What is needed: Your answer should consist of the lines in the listing that hold "LogFormat".

Task material:
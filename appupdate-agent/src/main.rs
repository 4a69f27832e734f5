//! # appupdate Agent
//!
//! Drives application self-updates from the command line. Each invocation
//! reconciles the update directory once, runs one operation, and waits for
//! it to settle.
//!
//! ## Usage
//! ```bash
//! appupdate-agent --config /etc/appupdate/agent.yaml status
//! appupdate-agent download offer.json
//! appupdate-agent apply
//! ```

use std::path::Path;
use std::sync::Arc;

use anyhow::{Context, Result};
use appupdate_common::LogFormat;
use appupdate_engine::{AppUpdateState, StatusToken, UpdateDescriptor, UpdateManager};
use clap::Parser;
use serde_json::json;
use tokio::sync::broadcast;
use tracing::{error, info, warn};

mod applier;
mod cli;
mod config;
mod downloader;

use applier::CommandPatchApplier;
use cli::{Args, Command};
use config::{AgentConfig, DEFAULT_CONFIG_PATH};
use downloader::HttpPatchDownloader;

#[tokio::main]
async fn main() -> Result<()> {
    // Parse CLI arguments
    let args = Args::parse();

    // Load configuration
    let (config, source) = match &args.config {
        Some(path) => (
            AgentConfig::load(path)?.with_cli_overrides(&args),
            Some(path.display().to_string()),
        ),
        None => match AgentConfig::load(DEFAULT_CONFIG_PATH) {
            Ok(cfg) => (cfg.with_cli_overrides(&args), Some(DEFAULT_CONFIG_PATH.to_string())),
            Err(_) => (AgentConfig::default().with_cli_overrides(&args), None),
        },
    };
    config.validate()?;

    // Initialize logging
    match config.log_format.parse::<LogFormat>()? {
        LogFormat::Pretty => appupdate_common::init_logging(&config.log_level)?,
        LogFormat::Json => appupdate_common::init_logging_json(&config.log_level)?,
    }

    info!(
        version = env!("CARGO_PKG_VERSION"),
        config = source.as_deref().unwrap_or("defaults"),
        "Starting appupdate agent"
    );

    if let Err(e) = run(config, args.command).await {
        error!(error = %e, "Command failed");
        return Err(e);
    }

    Ok(())
}

async fn run(config: AgentConfig, command: Command) -> Result<()> {
    let downloader = Arc::new(HttpPatchDownloader::new(&config.download)?);
    let applier = Arc::new(CommandPatchApplier::new(config.applier.clone()));
    let manager = UpdateManager::new(config.updates.clone(), downloader, applier)
        .context("Failed to initialize update manager")?;

    let mut transitions = manager.transitions();

    match command {
        Command::Status => {}
        Command::Download { descriptor } => {
            let descriptor = load_descriptor(&descriptor)?;
            manager.start_download(descriptor)?;
            watch_progress(&manager);
            wait_for_download(&manager, &mut transitions).await?;
        }
        Command::Resume => {
            manager.resume_download()?;
            watch_progress(&manager);
            wait_for_download(&manager, &mut transitions).await?;
        }
        Command::Stage => {
            manager.stage()?;
            wait_for_swap(&mut transitions).await?;
        }
        Command::Apply => {
            manager.apply()?;
            wait_for_swap(&mut transitions).await?;
        }
        Command::Cancel => {
            manager.cancel()?;
        }
    }

    print_status(&manager)
}

fn load_descriptor(path: &Path) -> Result<UpdateDescriptor> {
    let content = std::fs::read_to_string(path)
        .with_context(|| format!("Failed to read descriptor: {}", path.display()))?;
    serde_json::from_str(&content)
        .with_context(|| format!("Failed to parse descriptor: {}", path.display()))
}

fn watch_progress(manager: &UpdateManager) {
    let mut progress = manager.progress();
    tokio::spawn(async move {
        while progress.changed().await.is_ok() {
            if let Some(p) = progress.borrow_and_update().clone() {
                info!(
                    version = %p.target_version,
                    downloaded = p.downloaded_bytes,
                    total = ?p.total_bytes,
                    percentage = p.percentage,
                    "Download progress"
                );
            }
        }
    });
}

/// Wait until the download handed out has reported back.
async fn wait_for_download(
    manager: &UpdateManager,
    transitions: &mut broadcast::Receiver<AppUpdateState>,
) -> Result<()> {
    while manager.get_downloading_update().is_some() {
        match transitions.recv().await {
            Ok(state) => info!(state = %state, "Update state changed"),
            Err(broadcast::error::RecvError::Lagged(_)) => {}
            Err(broadcast::error::RecvError::Closed) => break,
        }
    }
    if manager.last_outcome() == StatusToken::DownloadFailed && !manager.should_retry_download() {
        warn!("Download attempts exhausted");
    }
    Ok(())
}

/// Wait until staging or applying finishes.
async fn wait_for_swap(transitions: &mut broadcast::Receiver<AppUpdateState>) -> Result<()> {
    loop {
        match transitions.recv().await {
            Ok(state) if state.is_terminal() => {
                info!(state = %state, "Update swap finished");
                return Ok(());
            }
            Ok(_) | Err(broadcast::error::RecvError::Lagged(_)) => {}
            Err(broadcast::error::RecvError::Closed) => {
                anyhow::bail!("Update manager shut down before the swap finished")
            }
        }
    }
}

fn print_status(manager: &UpdateManager) -> Result<()> {
    let status = json!({
        "state": manager.current_state(),
        "last_outcome": manager.last_outcome().to_string(),
        "ready": manager.get_ready_update(),
        "downloading": manager.get_downloading_update(),
        "history": manager.history(),
        "should_retry_download": manager.should_retry_download(),
    });
    println!("{}", serde_json::to_string_pretty(&status)?);
    Ok(())
}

Output for this task:
use appupdate_common::LogFormat;
    match config.log_format.parse::<LogFormat>()? {
        LogFormat::Pretty => appupdate_common::init_logging(&config.log_level)?,
        LogFormat::Json => appupdate_common::init_logging_json(&config.log_level)?,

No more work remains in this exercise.